Je n’avais aucune idée de l’impact qu’aurait mon jardin sur moi et sur mes camarades. Je me suis lancé dans ce projet sans avoir de but précis en tête. Il a suffi d’un brin de curiosité pour voir ce qui était réellement possible. Je n’ai pas simplement fait pousser un jardin, j’ai cultivé une nouvelle vie et créé un but au cours d’un déploiement qui était déjà difficile. En raison du contexte de la COVID-19, les escales se faisaient rares ou impossibles, ce qui rendait les déploiements plus difficiles que d’habitude.

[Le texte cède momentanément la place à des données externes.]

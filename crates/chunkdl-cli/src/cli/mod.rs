//! CLI for the chunkdl segmented downloader.

mod commands;

use anyhow::Result;
use clap::{Parser, Subcommand, ValueEnum};
use chunkdl_core::checksum::ChecksumAlgorithm;
use chunkdl_core::config;
use std::path::PathBuf;

use commands::{run_checksum, run_get, run_plan, run_probe, GetArgs};

/// Top-level CLI for chunkdl.
#[derive(Debug, Parser)]
#[command(name = "chunkdl")]
#[command(about = "chunkdl: segmented, checksum-verified HTTP downloader", long_about = None)]
pub struct Cli {
    #[command(subcommand)]
    pub command: CliCommand,
}

#[derive(Debug, Subcommand)]
pub enum CliCommand {
    /// Download a URL in parallel byte ranges and verify its checksum.
    Get {
        /// Direct HTTP/HTTPS URL to download.
        url: String,

        /// Expected digest: `sha256:<hex>`, `md5:<hex>`, or bare hex.
        #[arg(long, short = 'c')]
        checksum: String,

        /// Total length in bytes. Probed with HEAD when omitted.
        #[arg(long, value_name = "BYTES")]
        length: Option<u64>,

        /// Destination directory (default: current directory).
        #[arg(long, short = 'd')]
        dir: Option<PathBuf>,

        /// Destination file name (default: derived from the server or URL).
        #[arg(long, short = 'o')]
        name: Option<String>,

        /// Maximum bytes per chunk (default from config).
        #[arg(long, value_name = "BYTES")]
        segment_size: Option<u64>,

        /// Print events as JSON lines.
        #[arg(long)]
        json: bool,
    },

    /// Show the byte ranges a download of LENGTH bytes is split into.
    Plan {
        /// Total length in bytes.
        length: u64,

        /// Maximum bytes per chunk (default from config).
        #[arg(long, value_name = "BYTES")]
        segment_size: Option<u64>,
    },

    /// Compute the digest of a file.
    Checksum {
        /// Path to the file.
        path: PathBuf,

        #[arg(long, value_enum, default_value_t = Algo::Sha256)]
        algo: Algo,
    },

    /// Show HEAD metadata of a URL (length, range support, validators).
    Probe {
        url: String,
    },
}

#[derive(Debug, Clone, Copy, PartialEq, Eq, ValueEnum)]
pub enum Algo {
    Sha256,
    Md5,
}

impl From<Algo> for ChecksumAlgorithm {
    fn from(a: Algo) -> Self {
        match a {
            Algo::Sha256 => ChecksumAlgorithm::Sha256,
            Algo::Md5 => ChecksumAlgorithm::Md5,
        }
    }
}

impl CliCommand {
    /// Parse arguments and run the command. Returns the process exit code.
    pub async fn run_from_args() -> Result<i32> {
        let cli = Cli::parse();
        let cfg = config::load_or_init()?;
        tracing::debug!("loaded config: {:?}", cfg);

        match cli.command {
            CliCommand::Get {
                url,
                checksum,
                length,
                dir,
                name,
                segment_size,
                json,
            } => {
                let args = GetArgs {
                    url,
                    checksum,
                    length,
                    dir,
                    name,
                    segment_size,
                    json,
                };
                return run_get(&cfg, args).await;
            }
            CliCommand::Plan { length, segment_size } => {
                run_plan(length, segment_size.unwrap_or(cfg.max_segment_size))?;
            }
            CliCommand::Checksum { path, algo } => run_checksum(&path, algo.into()).await?,
            CliCommand::Probe { url } => run_probe(&url, &cfg).await?,
        }

        Ok(0)
    }
}

#[cfg(test)]
mod tests;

Grâce à mon jardin, je me suis rendu compte de l’importance de prendre soin de soi, d’avoir un passe-temps, de la patience, quelque chose à soigner et surtout un petit bout de chez soi. Ce fût merveilleux d’être la source de stupéfaction, de curiosité et de joie des autres. Le jardin est si souvent l’origine de tant de conversations avec mes camarades qui ensuite ont dévié sur d’autres sujets. Je ne sais pas si ces conversations auraient eu lieu si ce n’avait pas été pas de mes neuf pommiers.

Mettre en œuvre une idée comme celle-ci s’est avéré un bon exercice et une métaphore tellement puissante de ce que nous vivons lorsque nous partons en longue mission. Puisque nous demeurons en mer pendant des semaines d’affilée, nous nous devons d’être autonomes en raison de nos ressources limitées, de créer notre propre bonheur et de trouver la motivation pour rester concentrés sur notre travail. Il est également important de pouvoir s’évader pour se ressourcer de façon saine et positive.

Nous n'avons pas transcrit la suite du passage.